◆ What you should do
Pull every line containing "Pretty" from the entries.

◆ Collected data entries
########################################

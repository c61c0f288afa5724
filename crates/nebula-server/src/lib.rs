//! # nebula-server
//!
//! Axum HTTP + `WebSocket` server for NebulaLink.
//!
//! - `GET /ws`: one session per client; commands are dispatched strictly in
//!   receipt order through the [`nebula_rpc::CommandRouter`]
//! - `GET /health` and `GET /metrics`
//! - [`websocket::manager::SessionManager`]: the synchronized set of live
//!   sessions with unicast and best-effort broadcast
//! - Heartbeat pings, a connection cap, and state-change broadcasts after
//!   display and power-plan mutations
//! - Graceful shutdown via `CancellationToken` + `TaskTracker`

#![deny(unsafe_code)]

pub mod config;
pub mod errors;
pub mod health;
pub mod metrics;
pub mod server;
pub mod shutdown;
pub mod websocket;

pub use config::ServerConfig;
pub use errors::ServerError;
pub use server::NebulaServer;
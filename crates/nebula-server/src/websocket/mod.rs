//! `WebSocket` sessions: lifecycle, the session set, the per-connection loop
//! and state-change broadcasts.

pub mod connection;
pub mod handler;
pub mod manager;
pub mod notify;
pub mod session;
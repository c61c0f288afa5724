//! Subprocess execution for OS-backed providers.
//!
//! Commands are always an explicit program plus argument vector; nothing is
//! passed through a shell.

use std::time::{Duration, Instant};

use async_trait::async_trait;
use nebula_core::{CapabilityError, CapabilityResult};
use tracing::{debug, warn};

/// Captured result of one finished command.
#[derive(Clone, Debug, Default, PartialEq, Eq)]
pub struct CommandOutput {
    /// Standard output, lossily decoded.
    pub stdout: String,
    /// Standard error, lossily decoded.
    pub stderr: String,
    /// Exit code, `None` when killed by a signal.
    pub exit_code: Option<i32>,
}

impl CommandOutput {
    /// Build a successful output with the given stdout.
    pub fn ok(stdout: impl Into<String>) -> Self {
        Self {
            stdout: stdout.into(),
            stderr: String::new(),
            exit_code: Some(0),
        }
    }

    /// Build a failed output with the given exit code and stderr.
    pub fn failed(exit_code: i32, stderr: impl Into<String>) -> Self {
        Self {
            stdout: String::new(),
            stderr: stderr.into(),
            exit_code: Some(exit_code),
        }
    }

    /// Whether the command exited with status 0.
    pub fn success(&self) -> bool {
        self.exit_code == Some(0)
    }

    /// Turn a non-zero exit into `OperationFailed`, prefixed with `context`.
    pub fn check(self, context: &str) -> CapabilityResult<Self> {
        if self.success() {
            return Ok(self);
        }
        let detail = match self.stderr.trim() {
            "" => match self.exit_code {
                Some(code) => format!("exit code {code}"),
                None => "terminated by signal".to_string(),
            },
            stderr => stderr.to_string(),
        };
        Err(CapabilityError::operation_failed(format!(
            "{context}: {detail}"
        )))
    }
}

/// Runs one external program to completion.
#[async_trait]
pub trait CommandRunner: Send + Sync {
    /// Run `program` with `args` and capture its output.
    ///
    /// A missing binary is `Unsupported`; exceeding the runner's bounded wait
    /// is `OperationFailed`. A non-zero exit is returned as output, not error.
    async fn run(&self, program: &str, args: &[&str]) -> CapabilityResult<CommandOutput>;
}

/// [`CommandRunner`] backed by `tokio::process::Command`.
#[derive(Clone, Debug)]
pub struct TokioCommandRunner {
    timeout: Duration,
}

impl TokioCommandRunner {
    /// Create a runner that kills commands running longer than `timeout`.
    pub fn new(timeout: Duration) -> Self {
        Self { timeout }
    }

    /// Configured bounded wait.
    pub fn timeout(&self) -> Duration {
        self.timeout
    }
}

impl Default for TokioCommandRunner {
    fn default() -> Self {
        Self::new(Duration::from_secs(15))
    }
}

#[async_trait]
impl CommandRunner for TokioCommandRunner {
    async fn run(&self, program: &str, args: &[&str]) -> CapabilityResult<CommandOutput> {
        let start = Instant::now();

        let mut cmd = tokio::process::Command::new(program);
        let _ = cmd
            .args(args)
            .stdin(std::process::Stdio::null())
            .stdout(std::process::Stdio::piped())
            .stderr(std::process::Stdio::piped())
            .kill_on_drop(true);

        debug!(program, ?args, "spawning command");

        let child = cmd.spawn().map_err(|e| {
            if e.kind() == std::io::ErrorKind::NotFound {
                CapabilityError::unsupported(format!("`{program}` is not available on this system"))
            } else {
                CapabilityError::operation_failed(format!("Failed to run `{program}`: {e}"))
            }
        })?;

        // Dropping the wait future drops the child, which kills it.
        let output = tokio::select! {
            result = child.wait_with_output() => {
                result.map_err(|e| {
                    CapabilityError::operation_failed(format!("Failed to wait for `{program}`: {e}"))
                })?
            }
            () = tokio::time::sleep(self.timeout) => {
                warn!(program, timeout = ?self.timeout, "command timed out");
                return Err(CapabilityError::operation_failed(format!(
                    "`{program}` timed out after {:?}",
                    self.timeout
                )));
            }
        };

        let duration_ms = u64::try_from(start.elapsed().as_millis()).unwrap_or(u64::MAX);
        let exit_code = output.status.code();
        debug!(program, ?exit_code, duration_ms, "command completed");

        Ok(CommandOutput {
            stdout: String::from_utf8_lossy(&output.stdout).into_owned(),
            stderr: String::from_utf8_lossy(&output.stderr).into_owned(),
            exit_code,
        })
    }
}

/// Scripted runner for provider tests.
#[cfg(test)]
pub(crate) mod testing {
    use std::collections::VecDeque;

    use parking_lot::Mutex;

    use super::*;

    /// Replays queued results in order and records every invocation.
    #[derive(Default)]
    pub(crate) struct ScriptedRunner {
        replies: Mutex<VecDeque<CapabilityResult<CommandOutput>>>,
        calls: Mutex<Vec<Vec<String>>>,
    }

    impl ScriptedRunner {
        pub(crate) fn new() -> Self {
            Self::default()
        }

        pub(crate) fn reply(self, result: CapabilityResult<CommandOutput>) -> Self {
            self.replies.lock().push_back(result);
            self
        }

        pub(crate) fn reply_ok(self, stdout: &str) -> Self {
            self.reply(Ok(CommandOutput::ok(stdout)))
        }

        pub(crate) fn calls(&self) -> Vec<Vec<String>> {
            self.calls.lock().clone()
        }
    }

    #[async_trait]
    impl CommandRunner for ScriptedRunner {
        async fn run(&self, program: &str, args: &[&str]) -> CapabilityResult<CommandOutput> {
            let mut call = vec![program.to_string()];
            call.extend(args.iter().map(|a| (*a).to_string()));
            self.calls.lock().push(call);
            self.replies
                .lock()
                .pop_front()
                .unwrap_or_else(|| Ok(CommandOutput::ok("")))
        }
    }
}
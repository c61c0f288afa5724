//! Settings loading with deep merge and environment variable overrides.
//!
//! Loading flow:
//! 1. Start with compiled [`NebulaSettings::default()`]
//! 2. If the settings file exists, deep-merge user values over defaults
//! 3. Apply `NEBULA_*` environment variable overrides (highest priority)
//! 4. Reject values the daemon cannot run with ([`validate`])
//!
//! Deep merge rules:
//! - Objects are merged recursively (source overrides target per-key)
//! - Arrays and primitives are replaced entirely by source
//! - Null values in source are skipped (preserving target)

use std::path::{Path, PathBuf};

use serde_json::Value;
use tracing::{debug, warn};

use crate::errors::{Result, SettingsError};
use crate::types::{LogFormat, LogLevel, NebulaSettings, ProviderBackend};

/// Resolve the path to the settings file (`~/.nebulalink/settings.json`).
pub fn settings_path() -> PathBuf {
    let home = std::env::var("HOME")
        .or_else(|_| std::env::var("USERPROFILE"))
        .unwrap_or_else(|_| std::env::temp_dir().to_string_lossy().into_owned());
    PathBuf::from(home).join(".nebulalink").join("settings.json")
}

/// Load settings from the default path with env var overrides.
pub fn load_settings() -> Result<NebulaSettings> {
    load_settings_from_path(&settings_path())
}

/// Load settings from a specific path with env var overrides.
///
/// If the file does not exist, returns defaults. If the file contains
/// invalid JSON, or the final values fail [`validate`], returns an error.
pub fn load_settings_from_path(path: &Path) -> Result<NebulaSettings> {
    let mut settings = read_settings_file(path)?;
    apply_env_overrides(&mut settings);
    validate(&settings)?;
    Ok(settings)
}

/// Load defaults merged with the file at `path`, without env overrides.
pub fn read_settings_file(path: &Path) -> Result<NebulaSettings> {
    let defaults = serde_json::to_value(NebulaSettings::default())?;

    let merged = if path.exists() {
        debug!(?path, "loading settings from file");
        let content = std::fs::read_to_string(path).map_err(|source| SettingsError::Read {
            path: path.to_path_buf(),
            source,
        })?;
        let user: Value =
            serde_json::from_str(&content).map_err(|source| parse_error(path, source))?;
        deep_merge(defaults, user)
    } else {
        debug!(?path, "settings file not found, using defaults");
        defaults
    };

    serde_json::from_value(merged).map_err(|source| parse_error(path, source))
}

fn parse_error(path: &Path, source: serde_json::Error) -> SettingsError {
    SettingsError::Parse {
        path: path.to_path_buf(),
        source,
    }
}

/// Check values that deserialize fine but would leave the daemon unusable.
pub fn validate(settings: &NebulaSettings) -> Result<()> {
    let server = &settings.server;
    if server.max_connections == 0 {
        return Err(SettingsError::invalid("server.maxConnections", "must be at least 1"));
    }
    if server.send_queue_capacity == 0 {
        return Err(SettingsError::invalid("server.sendQueueCapacity", "must be at least 1"));
    }
    if server.max_message_size == 0 {
        return Err(SettingsError::invalid("server.maxMessageSize", "must be at least 1"));
    }
    if server.heartbeat_interval_secs == 0 {
        return Err(SettingsError::invalid(
            "server.heartbeatIntervalSecs",
            "must be at least 1",
        ));
    }
    if server.heartbeat_timeout_secs < server.heartbeat_interval_secs {
        return Err(SettingsError::invalid(
            "server.heartbeatTimeoutSecs",
            format!(
                "{}s is shorter than the {}s heartbeat interval",
                server.heartbeat_timeout_secs, server.heartbeat_interval_secs
            ),
        ));
    }
    if settings.providers.command_timeout_secs == 0 {
        return Err(SettingsError::invalid(
            "providers.commandTimeoutSecs",
            "must be at least 1",
        ));
    }
    Ok(())
}

/// Recursive deep merge of two JSON values.
pub fn deep_merge(target: Value, source: Value) -> Value {
    match (target, source) {
        (Value::Object(mut target_map), Value::Object(source_map)) => {
            for (key, source_val) in source_map {
                if source_val.is_null() {
                    continue;
                }
                let merged = if let Some(target_val) = target_map.remove(&key) {
                    deep_merge(target_val, source_val)
                } else {
                    source_val
                };
                let _ = target_map.insert(key, merged);
            }
            Value::Object(target_map)
        }
        (_, source) => source,
    }
}

/// Apply `NEBULA_*` environment variable overrides to loaded settings.
///
/// Invalid values are ignored with a warning and the file/default value kept.
pub fn apply_env_overrides(settings: &mut NebulaSettings) {
    apply_overrides_from(settings, |name| std::env::var(name).ok());
}

/// Apply overrides read through `lookup` instead of the process environment.
pub fn apply_overrides_from<F>(settings: &mut NebulaSettings, lookup: F)
where
    F: Fn(&str) -> Option<String>,
{
    let env = EnvReader { lookup };

    // ── Server ──────────────────────────────────────────────────────
    if let Some(v) = env.string("NEBULA_HOST") {
        settings.server.host = v;
    }
    // 0 asks the OS for a free port, same as `--port 0`
    if let Some(v) = env.parsed("NEBULA_PORT", |s| parse_u16_range(s, 0, u16::MAX)) {
        settings.server.port = v;
    }
    if let Some(v) = env.parsed("NEBULA_MAX_CONNECTIONS", |s| {
        parse_usize_range(s, 1, 10_000)
    }) {
        settings.server.max_connections = v;
    }
    if let Some(v) = env.parsed("NEBULA_BROADCAST_STATE_CHANGES", parse_bool) {
        settings.server.broadcast_state_changes = v;
    }

    // ── Logging ─────────────────────────────────────────────────────
    if let Some(v) = env.parsed("NEBULA_LOG_LEVEL", LogLevel::parse) {
        settings.logging.level = v;
    }
    if let Some(v) = env.parsed("NEBULA_LOG_FORMAT", LogFormat::parse) {
        settings.logging.format = v;
    }
    if let Some(v) = env.string("NEBULA_LOG_FILE") {
        settings.logging.file = Some(v);
    }
    if let Some(v) = env.parsed("NEBULA_LOG_MAX_BYTES", |s| {
        parse_u64_range(s, 0, u64::MAX)
    }) {
        settings.logging.max_file_bytes = v;
    }
    if let Some(v) = env.parsed("NEBULA_LOG_BACKUPS", |s| parse_usize_range(s, 0, 100)) {
        settings.logging.max_backups = v;
    }

    // ── Providers ───────────────────────────────────────────────────
    if let Some(v) = env.parsed("NEBULA_BACKEND", ProviderBackend::parse) {
        settings.providers.backend = v;
    }
    if let Some(v) = env.parsed("NEBULA_COMMAND_TIMEOUT_SECS", |s| {
        parse_u64_range(s, 1, 3600)
    }) {
        settings.providers.command_timeout_secs = v;
    }
}

// ── Pure parsing functions (testable without env vars) ──────────────────────

/// Parse a string as a boolean.
///
/// Accepts (case-insensitive): `true`/`1`/`yes`/`on` or `false`/`0`/`no`/`off`.
pub fn parse_bool(val: &str) -> Option<bool> {
    match val.to_lowercase().as_str() {
        "true" | "1" | "yes" | "on" => Some(true),
        "false" | "0" | "no" | "off" => Some(false),
        _ => None,
    }
}

/// Parse a string as a `u16` within a range.
pub fn parse_u16_range(val: &str, min: u16, max: u16) -> Option<u16> {
    let n: u16 = val.trim().parse().ok()?;
    (min..=max).contains(&n).then_some(n)
}

/// Parse a string as a `u64` within a range.
pub fn parse_u64_range(val: &str, min: u64, max: u64) -> Option<u64> {
    let n: u64 = val.trim().parse().ok()?;
    (min..=max).contains(&n).then_some(n)
}

/// Parse a string as a `usize` within a range.
pub fn parse_usize_range(val: &str, min: usize, max: usize) -> Option<usize> {
    let n: usize = val.trim().parse().ok()?;
    (min..=max).contains(&n).then_some(n)
}

// ── Env var reader ──────────────────────────────────────────────────────────

struct EnvReader<F> {
    lookup: F,
}

impl<F> EnvReader<F>
where
    F: Fn(&str) -> Option<String>,
{
    fn string(&self, name: &str) -> Option<String> {
        (self.lookup)(name).filter(|v| !v.is_empty())
    }

    fn parsed<T>(&self, name: &str, parse: impl Fn(&str) -> Option<T>) -> Option<T> {
        let val = self.string(name)?;
        let result = parse(&val);
        if result.is_none() {
            warn!(key = name, value = %val, "invalid env var, ignoring");
        }
        result
    }
}

// ─────────────────────────────────────────────────────────────────────────────
// Tests
// ─────────────────────────────────────────────────────────────────────────────
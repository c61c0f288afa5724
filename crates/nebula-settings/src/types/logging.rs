//! Log level, format and destination.

use serde::{Deserialize, Serialize};

/// Minimum log level.
#[derive(Clone, Copy, Debug, Default, PartialEq, Eq, Serialize, Deserialize)]
#[serde(rename_all = "lowercase")]
pub enum LogLevel {
    /// Trace-level (most verbose).
    Trace,
    /// Debug-level.
    Debug,
    /// Info-level (default).
    #[default]
    Info,
    /// Warning-level.
    Warn,
    /// Error-level.
    Error,
}

impl LogLevel {
    /// Convert to a tracing filter string.
    pub fn as_filter_str(self) -> &'static str {
        match self {
            Self::Trace => "trace",
            Self::Debug => "debug",
            Self::Info => "info",
            Self::Warn => "warn",
            Self::Error => "error",
        }
    }

    /// Parse a level name, case-insensitively.
    pub fn parse(value: &str) -> Option<Self> {
        match value.to_ascii_lowercase().as_str() {
            "trace" => Some(Self::Trace),
            "debug" => Some(Self::Debug),
            "info" => Some(Self::Info),
            "warn" | "warning" => Some(Self::Warn),
            "error" => Some(Self::Error),
            _ => None,
        }
    }
}

/// Console output format.
#[derive(Clone, Copy, Debug, Default, PartialEq, Eq, Serialize, Deserialize)]
#[serde(rename_all = "lowercase")]
pub enum LogFormat {
    /// Human-readable multi-field output.
    #[default]
    Pretty,
    /// One JSON object per line.
    Json,
}

impl LogFormat {
    /// Parse a format name, case-insensitively.
    pub fn parse(value: &str) -> Option<Self> {
        match value.to_ascii_lowercase().as_str() {
            "pretty" | "text" => Some(Self::Pretty),
            "json" => Some(Self::Json),
            _ => None,
        }
    }
}

/// Logging configuration.
#[derive(Clone, Debug, Serialize, Deserialize)]
#[serde(rename_all = "camelCase", default)]
pub struct LoggingSettings {
    /// Minimum level when `RUST_LOG` is unset.
    pub level: LogLevel,
    /// Console format.
    pub format: LogFormat,
    /// Optional log file written alongside console output.
    #[serde(skip_serializing_if = "Option::is_none")]
    pub file: Option<String>,
    /// Size at which the log file is rotated; 0 disables rotation.
    pub max_file_bytes: u64,
    /// Rotated files kept as `<file>.1` through `<file>.N`.
    pub max_backups: usize,
}

impl Default for LoggingSettings {
    fn default() -> Self {
        Self {
            level: LogLevel::default(),
            format: LogFormat::default(),
            file: None,
            max_file_bytes: 1024 * 1024,
            max_backups: 5,
        }
    }
}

########################################

◆ Answer space
    Pretty,
            "pretty" | "text" => Some(Self::Pretty),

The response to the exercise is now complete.